Data to examine below:

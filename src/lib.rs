//! Parfetch downloads a single file over HTTP(S) by splitting it into byte
//! ranges fetched concurrently into one pre-sized file.
//!
//! # Quick Start
//!
//! ```rust,no_run
//! use parfetch::{download::Download, Error};
//! use std::convert::TryFrom;
//! use tokio_util::sync::CancellationToken;
//!
//! # #[tokio::main]
//! # async fn main() -> Result<(), Error> {
//! let reqwest_rs = "https://github.com/seanmonstar/reqwest/archive/refs/tags/v0.11.9.zip";
//! let download = Download::try_from(reqwest_rs)?;
//! let summary = download.run(CancellationToken::new()).await?;
//! println!("{} chunks, {} B/s", summary.chunks(), summary.average_speed());
//! # Ok(())
//! # }
//! ```
//!
//! # Module Organization
//!
//! - [`download`] - The `Download` handle, chunk planning and run summaries
//! - [`downloader`] - `DownloadBuilder`, configuration and the fetch lifecycle
//! - [`error`] - Centralized error handling with the `Error` enum
//! - [`http`] - HTTP client and the `RangeSource` network seam
//! - [`progress`] - Progress counters and rendering
//! - [`utils`] - Shared utility functions

pub mod download;
pub mod downloader;
pub mod error;
pub mod http;
pub mod progress;
pub mod utils;

pub use download::{plan_chunks, ByteRange, Chunk, Download, Info, Phase, Summary};
pub use downloader::{DownloadBuilder, DownloadConfig};
pub use error::{Error, Result};
pub use http::{create_http_client, ByteStream, HttpClientConfig, HttpSource, RangeSource};
pub use progress::{ProgressBarOpts, ProgressRenderer, ProgressState, RenderStyle};
pub use tokio_util::sync::CancellationToken;
pub use utils::format_bytes;
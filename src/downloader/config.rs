//! Configuration structures and defaults for a download.
//!
//! # Examples
//!
//! ```rust
//! use parfetch::downloader::DownloadConfig;
//!
//! let config = DownloadConfig::default();
//! assert_eq!(config.concurrency, 8);
//! assert_eq!(config.min_chunk_size, 256 * 1024);
//! assert!(config.effective_interval().as_millis() >= 1);
//! ```

use crate::http::HttpClientConfig;
use crate::progress::RenderStyle;

use reqwest::header::HeaderMap;
use std::env::current_dir;
use std::path::PathBuf;
use std::thread::available_parallelism;
use std::time::Duration;

/// Default number of chunks fetched at the same time.
pub const DEFAULT_CONCURRENCY: usize = 8;
/// Default lower bound of a chunk, 256 KiB.
pub const DEFAULT_MIN_CHUNK_SIZE: u64 = 256 * 1024;
/// Default upper bound of a chunk, 64 MiB.
pub const DEFAULT_MAX_CHUNK_SIZE: u64 = 64 * 1024 * 1024;
/// Refresh budget shared across cores when no interval is configured.
const BASE_INTERVAL: Duration = Duration::from_millis(400);

/// Configuration structure for a download.
#[derive(Debug, Clone)]
pub struct DownloadConfig {
    /// Directory where the file is stored.
    pub directory: PathBuf,
    /// Number of chunks fetched in parallel.
    pub concurrency: usize,
    /// Smallest chunk the planner produces, except for a trailing remainder.
    pub min_chunk_size: u64,
    /// Largest chunk the planner produces.
    pub max_chunk_size: u64,
    /// Progress refresh period, derived from the core count when unset.
    pub interval: Option<Duration>,
    /// How many times a failed chunk is re-requested.
    pub chunk_retries: u32,
    /// Number of retries per HTTP request.
    pub retries: u32,
    /// Optional proxy configuration.
    pub proxy: Option<reqwest::Proxy>,
    /// Custom HTTP headers.
    pub headers: Option<HeaderMap>,
    /// Cookies sent with every request, as `(name, value)` pairs.
    pub cookies: Vec<(String, String)>,
    /// How progress is drawn.
    pub render_style: RenderStyle,
}

impl Default for DownloadConfig {
    fn default() -> Self {
        Self {
            directory: current_dir().unwrap_or_default(),
            concurrency: DEFAULT_CONCURRENCY,
            min_chunk_size: DEFAULT_MIN_CHUNK_SIZE,
            max_chunk_size: DEFAULT_MAX_CHUNK_SIZE,
            interval: None,
            chunk_retries: 2,
            retries: 3,
            proxy: None,
            headers: None,
            cookies: Vec::new(),
            render_style: RenderStyle::default(),
        }
    }
}

impl DownloadConfig {
    /// The progress refresh period actually used.
    ///
    /// Without an explicit interval, 400 ms are divided by the available
    /// parallelism. Never shorter than 1 ms.
    pub fn effective_interval(&self) -> Duration {
        let interval = self.interval.unwrap_or_else(|| {
            let cores = available_parallelism().map(|n| n.get()).unwrap_or(1);
            BASE_INTERVAL / cores as u32
        });
        interval.max(Duration::from_millis(1))
    }

    /// The HTTP client settings derived from this configuration.
    pub fn http_client_config(&self) -> HttpClientConfig {
        HttpClientConfig {
            retries: self.retries,
            proxy: self.proxy.clone(),
            headers: self.headers.clone(),
            ..HttpClientConfig::default()
        }
    }
}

End of Data to examine.

- What you will do
Please reproduce exactly the lines from the first one of the records above through the line containing "use crate::http::HttpClientConfig;", both included, and nothing else.

- Answer to this task
filename src/lib.rs
//! Parfetch downloads a single file over HTTP(S) by splitting it into byte
//! ranges fetched concurrently into one pre-sized file.
//!
//! # Quick Start
//!
//! ```rust,no_run
//! use parfetch::{download::Download, Error};
//! use std::convert::TryFrom;
//! use tokio_util::sync::CancellationToken;
//!
//! # #[tokio::main]
//! # async fn main() -> Result<(), Error> {
//! let reqwest_rs = "https://github.com/seanmonstar/reqwest/archive/refs/tags/v0.11.9.zip";
//! let download = Download::try_from(reqwest_rs)?;
//! let summary = download.run(CancellationToken::new()).await?;
//! println!("{} chunks, {} B/s", summary.chunks(), summary.average_speed());
//! # Ok(())
//! # }
//! ```
//!
//! # Module Organization
//!
//! - [`download`] - The `Download` handle, chunk planning and run summaries
//! - [`downloader`] - `DownloadBuilder`, configuration and the fetch lifecycle
//! - [`error`] - Centralized error handling with the `Error` enum
//! - [`http`] - HTTP client and the `RangeSource` network seam
//! - [`progress`] - Progress counters and rendering
//! - [`utils`] - Shared utility functions

pub mod download;
pub mod downloader;
pub mod error;
pub mod http;
pub mod progress;
pub mod utils;

pub use download::{plan_chunks, ByteRange, Chunk, Download, Info, Phase, Summary};
pub use downloader::{DownloadBuilder, DownloadConfig};
pub use error::{Error, Result};
pub use http::{create_http_client, ByteStream, HttpClientConfig, HttpSource, RangeSource};
pub use progress::{ProgressBarOpts, ProgressRenderer, ProgressState, RenderStyle};
pub use tokio_util::sync::CancellationToken;
pub use utils::format_bytes;
filename src/downloader/config.rs
//! Configuration structures and defaults for a download.
//!
//! # Examples
//!
//! ```rust
//! use parfetch::downloader::DownloadConfig;
//!
//! let config = DownloadConfig::default();
//! assert_eq!(config.concurrency, 8);
//! assert_eq!(config.min_chunk_size, 256 * 1024);
//! assert!(config.effective_interval().as_millis() >= 1);
//! ```

use crate::http::HttpClientConfig;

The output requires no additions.